Affiliation: Neutral
Summary: You remember that time a decade ago when some mosquitos got their proboscises on some alien blood? Well, if your alien arthropod thirst isn't quenched yet, it will be. Oh, how it will be...
History: In the jungles of an island on the South Pacific, an alien has crashed-landed, but before it could do anything more, it was killed by a massive alien spider it had been carrying. In fact, the alien seemed to have a whole cargo of alien arachnids, including ticks, centipedes, and of course, spiders. Now, a group of visitors are going to end up in a battle for survival alongside the tribesfolk before the beasts take over the place.

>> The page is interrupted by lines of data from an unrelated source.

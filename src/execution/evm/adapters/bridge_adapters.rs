use alloy_primitives::{Address, Bytes, U256};
use alloy_sol_types::SolCall;
use tracing::debug;

use crate::execution::{
    command::{AdapterId, Command},
    errors::ExecutionError,
    evm::adapters::{
        entry_point,
        interfaces::{IAcrossSpokePool, ICelerBridge, IHopL1Bridge, IStargateRouter},
        mismatched,
        payloads::{BridgeFields, BridgeTransfer},
        Adapter, AdapterContext, Instruction,
    },
    models::Outcome,
};

/// Decodes a bridge payload and resolves the bridge contract selected by `index`.
fn decode_transfer(
    adapter: AdapterId,
    entry_points: &[Address],
    index: u8,
    command: &Command,
    payload: &[u8],
    amount_override: Option<U256>,
) -> Result<Instruction, ExecutionError> {
    let target = entry_point(adapter, entry_points, index)?;
    let mut transfer = BridgeTransfer::decode(adapter, payload)?;
    if let Some(amount) = amount_override {
        transfer.amount = amount;
    }
    Ok(Instruction::Bridge { target, routing: command.routing, transfer })
}

fn unpack<'a>(
    adapter: AdapterId,
    instruction: &'a Instruction,
) -> Result<(Address, [u8; 2], &'a BridgeTransfer), ExecutionError> {
    match instruction {
        Instruction::Bridge { target, routing, transfer } if transfer.fields.adapter() == adapter => {
            Ok((*target, *routing, transfer))
        }
        _ => Err(mismatched(adapter, instruction)),
    }
}

/// Hands `transfer` to the bridge at `target` and checks that exactly the bridged amount left
/// custody.
///
/// Tokens are pulled by the bridge through a temporary allowance; native currency, and any
/// `native_fee`, is attached to the call.
fn send(
    ctx: &mut AdapterContext<'_>,
    target: Address,
    transfer: &BridgeTransfer,
    native_fee: U256,
    data: &[u8],
) -> Result<Outcome, ExecutionError> {
    let native = transfer.asset == Address::ZERO;
    let value = if native { transfer.amount + native_fee } else { native_fee };
    let expected = if native { value } else { transfer.amount };

    let before = ctx.balance(transfer.asset);
    ctx.with_approval(transfer.asset, target, transfer.amount, |ctx| ctx.call(target, value, data))?;
    let spent = before.saturating_sub(ctx.balance(transfer.asset));
    if spent != expected {
        return Err(ExecutionError::ExternalFailure {
            target,
            reason: format!("bridge took {} of {}, expected {}", spent, transfer.asset, expected),
        });
    }
    debug!(
        adapter = %transfer.fields.adapter(),
        bridge = %target,
        asset = %transfer.asset,
        amount = %transfer.amount,
        destination_chain_id = %transfer.destination_chain_id,
        "Bridge transfer sent"
    );
    Ok(Outcome::Bridged)
}

fn narrow<T: TryFrom<U256>>(value: U256, what: &str) -> Result<T, ExecutionError> {
    T::try_from(value)
        .map_err(|_| ExecutionError::InvalidInput(format!("{} {} is out of range", what, value)))
}

/// Deposits into an Across style spoke pool.
///
/// # Fields
/// * `spoke_pools` - Spoke pools, selected by the first routing byte.
#[derive(Clone, Debug)]
pub struct AcrossAdapter {
    spoke_pools: Vec<Address>,
}

impl AcrossAdapter {
    pub fn new(spoke_pools: Vec<Address>) -> Self {
        Self { spoke_pools }
    }
}

impl Adapter for AcrossAdapter {
    fn id(&self) -> AdapterId {
        AdapterId::Across
    }

    fn decode(
        &self,
        command: &Command,
        payload: &[u8],
        amount_override: Option<U256>,
    ) -> Result<Instruction, ExecutionError> {
        decode_transfer(
            self.id(),
            &self.spoke_pools,
            command.routing[0],
            command,
            payload,
            amount_override,
        )
    }

    fn call(
        &self,
        instruction: &Instruction,
        ctx: &mut AdapterContext<'_>,
    ) -> Result<Outcome, ExecutionError> {
        let (spoke_pool, _, transfer) = unpack(self.id(), instruction)?;
        let BridgeFields::Across { relayer_fee_pct, quote_timestamp, message } = &transfer.fields
        else {
            return Err(mismatched(self.id(), instruction));
        };
        // Spoke pools take native deposits as the wrapped asset plus attached value.
        let origin_token =
            if transfer.asset == Address::ZERO { ctx.wrapped_native } else { transfer.asset };
        let data = IAcrossSpokePool::depositCall {
            recipient: transfer.recipient,
            originToken: origin_token,
            amount: transfer.amount,
            destinationChainId: transfer.destination_chain_id,
            relayerFeePct: *relayer_fee_pct,
            quoteTimestamp: *quote_timestamp,
            message: message.clone(),
            maxCount: U256::MAX,
        }
        .abi_encode();
        send(ctx, spoke_pool, transfer, U256::ZERO, &data)
    }
}

/// Sends through a Celer cBridge style liquidity bridge.
///
/// # Fields
/// * `bridges` - Bridge contracts, selected by the first routing byte.
#[derive(Clone, Debug)]
pub struct CelerAdapter {
    bridges: Vec<Address>,
}

impl CelerAdapter {
    pub fn new(bridges: Vec<Address>) -> Self {
        Self { bridges }
    }
}

impl Adapter for CelerAdapter {
    fn id(&self) -> AdapterId {
        AdapterId::Celer
    }

    fn decode(
        &self,
        command: &Command,
        payload: &[u8],
        amount_override: Option<U256>,
    ) -> Result<Instruction, ExecutionError> {
        decode_transfer(
            self.id(),
            &self.bridges,
            command.routing[0],
            command,
            payload,
            amount_override,
        )
    }

    fn call(
        &self,
        instruction: &Instruction,
        ctx: &mut AdapterContext<'_>,
    ) -> Result<Outcome, ExecutionError> {
        let (bridge, _, transfer) = unpack(self.id(), instruction)?;
        let BridgeFields::Celer { nonce, max_slippage } = transfer.fields else {
            return Err(mismatched(self.id(), instruction));
        };
        let dst_chain_id: u64 = narrow(transfer.destination_chain_id, "Destination chain id")?;
        let data = if transfer.asset == Address::ZERO {
            ICelerBridge::sendNativeCall {
                _receiver: transfer.recipient,
                _amount: transfer.amount,
                _dstChainId: dst_chain_id,
                _nonce: nonce,
                _maxSlippage: max_slippage,
            }
            .abi_encode()
        } else {
            ICelerBridge::sendCall {
                _receiver: transfer.recipient,
                _token: transfer.asset,
                _amount: transfer.amount,
                _dstChainId: dst_chain_id,
                _nonce: nonce,
                _maxSlippage: max_slippage,
            }
            .abi_encode()
        };
        send(ctx, bridge, transfer, U256::ZERO, &data)
    }
}

/// Swaps into a Stargate style pool bridge.
///
/// The routing bytes carry the source and destination pool ids; the router is always the first
/// configured entry point.
#[derive(Clone, Debug)]
pub struct StargateAdapter {
    routers: Vec<Address>,
}

impl StargateAdapter {
    pub fn new(routers: Vec<Address>) -> Self {
        Self { routers }
    }
}

impl Adapter for StargateAdapter {
    fn id(&self) -> AdapterId {
        AdapterId::Stargate
    }

    fn decode(
        &self,
        command: &Command,
        payload: &[u8],
        amount_override: Option<U256>,
    ) -> Result<Instruction, ExecutionError> {
        let instruction =
            decode_transfer(self.id(), &self.routers, 0, command, payload, amount_override)?;
        if instruction.asset_in() == Address::ZERO {
            return Err(ExecutionError::Decode(
                "Stargate pools do not take native currency".to_string(),
            ));
        }
        Ok(instruction)
    }

    fn call(
        &self,
        instruction: &Instruction,
        ctx: &mut AdapterContext<'_>,
    ) -> Result<Outcome, ExecutionError> {
        let (router, routing, transfer) = unpack(self.id(), instruction)?;
        let BridgeFields::Stargate { min_amount_ld, lz_fee } = transfer.fields else {
            return Err(mismatched(self.id(), instruction));
        };
        let dst_chain_id: u16 = narrow(transfer.destination_chain_id, "Destination chain id")?;
        let data = IStargateRouter::swapCall {
            _dstChainId: dst_chain_id,
            _srcPoolId: U256::from(routing[0]),
            _dstPoolId: U256::from(routing[1]),
            _refundAddress: ctx.sender,
            _amountLD: transfer.amount,
            _minAmountLD: min_amount_ld,
            _lzTxParams: IStargateRouter::LzTxObj {
                dstGasForCall: U256::ZERO,
                dstNativeAmount: U256::ZERO,
                dstNativeAddr: Bytes::new(),
            },
            _to: Bytes::copy_from_slice(transfer.recipient.as_slice()),
            _payload: Bytes::new(),
        }
        .abi_encode();
        send(ctx, router, transfer, lz_fee, &data)
    }
}

/// Sends to an L2 through a Hop style L1 bridge.
///
/// # Fields
/// * `bridges` - One bridge per asset variant, selected by the first routing byte.
#[derive(Clone, Debug)]
pub struct HopAdapter {
    bridges: Vec<Address>,
}

impl HopAdapter {
    pub fn new(bridges: Vec<Address>) -> Self {
        Self { bridges }
    }
}

impl Adapter for HopAdapter {
    fn id(&self) -> AdapterId {
        AdapterId::Hop
    }

    fn decode(
        &self,
        command: &Command,
        payload: &[u8],
        amount_override: Option<U256>,
    ) -> Result<Instruction, ExecutionError> {
        decode_transfer(
            self.id(),
            &self.bridges,
            command.routing[0],
            command,
            payload,
            amount_override,
        )
    }

    fn call(
        &self,
        instruction: &Instruction,
        ctx: &mut AdapterContext<'_>,
    ) -> Result<Outcome, ExecutionError> {
        let (bridge, _, transfer) = unpack(self.id(), instruction)?;
        let BridgeFields::Hop { relayer_fee, amount_out_min, deadline, relayer } = transfer.fields
        else {
            return Err(mismatched(self.id(), instruction));
        };
        let data = IHopL1Bridge::sendToL2Call {
            chainId: transfer.destination_chain_id,
            recipient: transfer.recipient,
            amount: transfer.amount,
            amountOutMin: amount_out_min,
            deadline,
            relayer,
            relayerFee: relayer_fee,
        }
        .abi_encode();
        send(ctx, bridge, transfer, U256::ZERO, &data)
    }
}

Notable Kills: The ticks and the spiders lay their eggs in people. What follows isn't pretty.
Final Fate: Just about every beastly arachnid is killed, though the main spider bites it by being forced into falling onto a stalagmite. That said, there is at least one spider still there...
Powers/Abilities: All of the aliens are incredibly venomous, and the spiders can coat their prey in digestive juices.
Weakness: Anything conventional.
Scariness Factor: 4.5-At first, you're greeted with a crappy CGI alien. Then his/her/their cargo shows up. These beasts are an arachnophobe's worst nightmare. The effects are terrifyingly convincing, and their designs, especially those of the spiders, are something out of a bug museum run by death metal artists and H.R. Giger. The next time you see an eight-legger with more fangs than necessary and/or can tower over your unconscious hide, RUN.
Trivia: -The spiders' ability to coat people in digestive juices is reflective of how regular spiders eat. They don't have mouths per se, and therefore must inject prey with digestive ensymes from their fangs so they can slurp the melted innards up like a carnivore-flavored milkshake.
-Ironically, director David Sholder isn't particularly fond of his own movie. He claims to have done it solely for the money, thought the script was dumb, and warns anyone against seeing it. Weird, considering this film was more than a few pegs above most b-movie fare surrounding him that year and for many years to come. Even Richard Dreyfus liked it.